V’là que j’suis son premier client ! La gamine qui m’donne l’une des bouteilles de sa première cuvée, va falloir que j’la garde bien précieusement pour qu’elle soit ouverte pour une grande occasion. Genre, le moment parfait dans la vie d’un brasseur ou d’un panda.
Du moins, une occasion différente de la sortie de base au Moulin Rouge.
C’est une fois qu’elle termine son câlin de remerciement que j’prends le temps de ranger la bouteille à une boucle de ma ceinture, faisant bien attention à ce qu’elle ne tombe pas et pour qu’elle soit toujours sur moi. Bon, j’enlève mes vêtements pour dormir ! C’qui veut dire quelle sera pas à ma ceinture vingt-quatre heures sur vingt-quatre. Et puis, ce serait un peu bizarre que j’dorme avec la première bière d’une élève. Ne pensons pas à ça.
Roh. Elle est mignonne avec son p’tit sourire sur le visage, j’ai presque envie de lui pincer les joues ! Par contre, elle abuse un peu sur les courbettes, elle va finir par se faire un lumbago.
— Pas la peine d’en faire autant, Lotis, ça m’a fait plaisir d’avoir quelqu’un pour la journée ! Et puis, nous nous sommes bien amusé à faire tout cela.
D’un doigt, j’pointe les bouteilles de sa boisson. Verre non-étiqueté, par ailleurs. Elle donnera un nom à sa boisson en temps voulu, là, elle doit juste conserver l’envie et le plaisir d’avoir travaillé ici.
— Bien, par contre, il me semble que nous avons fini avec ta première cuvée ! Et entre nous, j’espère que ça ne sera pas la dernière.
À mon tour, j’lui donne mon plus beau sourire de panda ! C’qui se limite à hausser la commissure des lèvres et de ne pas montrer trop de croc. Ça ressemble à rien comme ça, parce que j’souris tous les jours, sauf que ça a réchauffé mon coeur de faire tout ça. J’veux dire, quand j’suis au Moulin Rouge, j’aide à ma façon et j’fais plaisir aux gens. Et ici ? J’ai faits exactement la même chose, à la différence que c’était plus proche, j’aime bien être ici et à partager avec quelqu’un.

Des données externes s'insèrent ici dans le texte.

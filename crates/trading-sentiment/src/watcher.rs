//! Periodic high-impact news alerts.

use chrono::Utc;
use serde::{Deserialize, Serialize};
use std::collections::HashSet;
use std::future::Future;
use std::time::Duration;
use tracing::{error, info, warn};
use trading_core::error::NewsError;

use crate::analyzer::SentimentAnalyzer;
use crate::news::{filter_recent, format_for_telegram, Article, NewsClient};
use crate::telegram::Notifier;

pub const ALERT_HEADER: &str = "🚨 *HIGH IMPACT NEWS ALERT*\n\n";

#[derive(Debug, Clone, Serialize, Deserialize)]
#[serde(default)]
pub struct WatcherConfig {
    /// Seconds between polls.
    pub interval_secs: u64,
    /// Only articles newer than this are considered.
    pub lookback_hours: i64,
}

impl Default for WatcherConfig {
    fn default() -> Self {
        Self {
            interval_secs: 30 * 60,
            lookback_hours: 1,
        }
    }
}

/// A formatted alert for one article.
#[derive(Debug, Clone, PartialEq)]
pub struct Alert {
    pub url: String,
    pub text: String,
}

/// Polls the feeds and forwards unseen HIGH / MEDIUM-HIGH impact stories.
pub struct AlertWatcher<N> {
    news: NewsClient,
    analyzer: SentimentAnalyzer,
    notifier: N,
    config: WatcherConfig,
    seen: HashSet<String>,
}

impl<N: Notifier> AlertWatcher<N> {
    pub fn new(news: NewsClient, analyzer: SentimentAnalyzer, notifier: N, config: WatcherConfig) -> Self {
        Self {
            news,
            analyzer,
            notifier,
            config,
            seen: HashSet::new(),
        }
    }

    pub fn seen_count(&self) -> usize {
        self.seen.len()
    }

    /// Analyze articles not seen before and build alert messages for the
    /// market-moving ones. Articles that need no alert are marked as seen;
    /// alerts are marked by [`AlertWatcher::deliver`] once sent.
    pub fn collect_alerts(&mut self, articles: &[Article]) -> Vec<Alert> {
        let mut alerts = Vec::new();
        for article in articles {
            if self.seen.contains(&article.url) || alerts.iter().any(|a: &Alert| a.url == article.url) {
                continue;
            }
            let analysis = self
                .analyzer
                .analyze_headline(&article.headline, article.source_weight);
            if analysis.impact.is_alert() {
                alerts.push(Alert {
                    url: article.url.clone(),
                    text: format!(
                        "{}{}",
                        ALERT_HEADER,
                        format_for_telegram(article, Some(&analysis))
                    ),
                });
            } else {
                self.seen.insert(article.url.clone());
            }
        }
        alerts
    }

    /// Send alerts in order. Stops at the first failure; undelivered alerts
    /// stay unseen and are retried on the next poll.
    pub async fn deliver(&mut self, alerts: &[Alert]) -> Result<usize, NewsError> {
        let mut sent = 0;
        for alert in alerts {
            self.notifier.notify(&alert.text).await?;
            self.seen.insert(alert.url.clone());
            sent += 1;
        }
        Ok(sent)
    }

    /// One fetch-analyze-notify cycle. Returns the number of alerts sent.
    pub async fn poll_once(&mut self) -> Result<usize, NewsError> {
        let articles = self.news.fetch_all().await;
        let recent = filter_recent(&articles, self.config.lookback_hours, Utc::now());
        let alerts = self.collect_alerts(&recent);
        let sent = self.deliver(&alerts).await?;
        info!(
            fetched = articles.len(),
            recent = recent.len(),
            alerts = sent,
            "News check complete"
        );
        Ok(sent)
    }

    /// Poll on the configured interval until `shutdown` resolves. The
    /// first check runs immediately.
    pub async fn run<F>(&mut self, shutdown: F)
    where
        F: Future<Output = ()>,
    {
        let mut ticker = tokio::time::interval(Duration::from_secs(self.config.interval_secs.max(1)));
        tokio::pin!(shutdown);
        info!(interval_secs = self.config.interval_secs, "Alert watcher started");

        loop {
            tokio::select! {
                biased;
                _ = &mut shutdown => {
                    info!(seen = self.seen.len(), "Alert watcher stopped");
                    break;
                }
                _ = ticker.tick() => {
                    match self.poll_once().await {
                        Ok(0) => {}
                        Ok(n) => warn!(alerts = n, "High-impact news"),
                        Err(e) => error!(error = %e, "News check failed"),
                    }
                }
            }
        }
    }
}

#[cfg(test)]
mod tests {
    use super::*;
    use crate::news::NewsSource;
    use async_trait::async_trait;
    use std::sync::{Arc, Mutex};

    #[derive(Clone, Default)]
    struct Recorder {
        sent: Arc<Mutex<Vec<String>>>,
        failures_left: Arc<Mutex<usize>>,
    }

    impl Recorder {
        fn failing_once() -> Self {
            let r = Self::default();
            *r.failures_left.lock().unwrap() = 1;
            r
        }
    }

    #[async_trait]
    impl Notifier for Recorder {
        async fn notify(&self, text: &str) -> Result<(), NewsError> {
            let mut failures = self.failures_left.lock().unwrap();
            if *failures > 0 {
                *failures -= 1;
                return Err(NewsError::Telegram("unavailable".into()));
            }
            self.sent.lock().unwrap().push(text.to_string());
            Ok(())
        }
    }

    fn article(headline: &str, url: &str) -> Article {
        Article {
            headline: headline.into(),
            url: url.into(),
            published: Some(Utc::now()),
            published_raw: String::new(),
            summary: String::new(),
            source: "Test".into(),
            source_id: "test".into(),
            source_weight: 1.0,
            fetched_at: Utc::now(),
        }
    }

    fn watcher(recorder: Recorder) -> AlertWatcher<Recorder> {
        let news = NewsClient::new(vec![NewsSource::new("t", "T", "http://localhost:9/rss", 1.0)])
            .unwrap()
            .with_request_delay(Duration::ZERO);
        AlertWatcher::new(news, SentimentAnalyzer::new(), recorder, WatcherConfig::default())
    }

    #[tokio::test]
    async fn test_alerts_only_high_impact_and_unseen() {
        let recorder = Recorder::default();
        let mut w = watcher(recorder.clone());
        let articles = vec![
            article("China Bans Cryptocurrency Mining Operations", "https://x/1"),
            article("Network processes blocks", "https://x/2"),
        ];

        let alerts = w.collect_alerts(&articles);
        assert_eq!(alerts.len(), 1);
        assert!(alerts[0].text.starts_with(ALERT_HEADER));
        assert!(alerts[0].text.contains("Impact: HIGH"));
        assert_eq!(w.seen_count(), 1);

        assert_eq!(w.deliver(&alerts).await.unwrap(), 1);
        assert_eq!(w.seen_count(), 2);
        assert_eq!(recorder.sent.lock().unwrap().len(), 1);

        // same URLs again
        assert!(w.collect_alerts(&articles).is_empty());
    }

    #[tokio::test]
    async fn test_failed_delivery_is_retried() {
        let recorder = Recorder::failing_once();
        let mut w = watcher(recorder.clone());
        let articles = vec![
            article("China Bans Cryptocurrency Mining Operations", "https://x/1"),
            article("China Bans Cryptocurrency Mining Operations", "https://x/3"),
        ];

        let alerts = w.collect_alerts(&articles);
        assert_eq!(alerts.len(), 2);
        assert!(w.deliver(&alerts).await.is_err());
        assert_eq!(w.seen_count(), 0);

        let retry = w.collect_alerts(&articles);
        assert_eq!(retry.len(), 2);
        assert_eq!(w.deliver(&retry).await.unwrap(), 2);
        assert_eq!(recorder.sent.lock().unwrap().len(), 2);
        assert!(w.collect_alerts(&articles).is_empty());
    }

    #[tokio::test]
    async fn test_run_stops_on_shutdown() {
        let recorder = Recorder::default();
        let mut w = watcher(recorder.clone());
        // shutdown is polled before the first tick
        tokio::time::timeout(Duration::from_secs(30), w.run(async {}))
            .await
            .unwrap();
        assert!(recorder.sent.lock().unwrap().is_empty());
    }
}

Tout ça, ça m’rappel pourquoi j’suis venue ici, au Consulat. Pas parce qu’il y avait une place à pouvoir ou pour m’faire un max d’argent. Non. Simplement pour le plaisir de partager avec quelqu’un, de transmettre quelque chose qui va plus loin qu’une simple poignée de main.
Aller, il reste plus qu’un truc à faire et tout sera terminé. D’un geste, j’demande à la gamine d’attendre un instant, le temps que j’prenne un casier en bois qui traine dans un coin. Deux coups de patte pour retirer la poussière et j’la pose sur l’atelier à côté des bouteilles. Faut pas être consul des mathématiques pour comprendre à quoi sert l’outil, sauf qu’avant, faut préparer un p’tit quelque chose pour qu’elle n’oublie pas cette journée. J’le pose sur un côté et reste debout le temps d’attraper un pinceau et d’la peinture noire, il y a vraiment beaucoup de trucs qui trainent dans mes caves, et j’gribouille un truc sur la boîte rapidement.
— Et voilà ! Ça, ce n’est un secret pour aucun consul, il faut quelque chose pour que les gens se souviennent de toi. Une sorte de marque de fabrique, et voilà c’que j’te propose en attendant d’avoir ta propre enseigne au Jardin Radieux ! Bon... C'est une ébauche, soit clémente avec moi.
Rien d’extravagant, il ne s’agit simplement d’un rond avec une paire d’yeux et une bouche souriante surmontée de deux oreilles de louve et une queue qui part à l’arrière. S’il y a bien un truc qu’on remarque chez Lotis, c’est ça ! Alors autant que les gens pensent à elle quand ils achèteront ses produits. Et puis, elle peut changer si ça ne lui fait pas plaisir ! Elle est grande, elle fait ce qu’elle veut.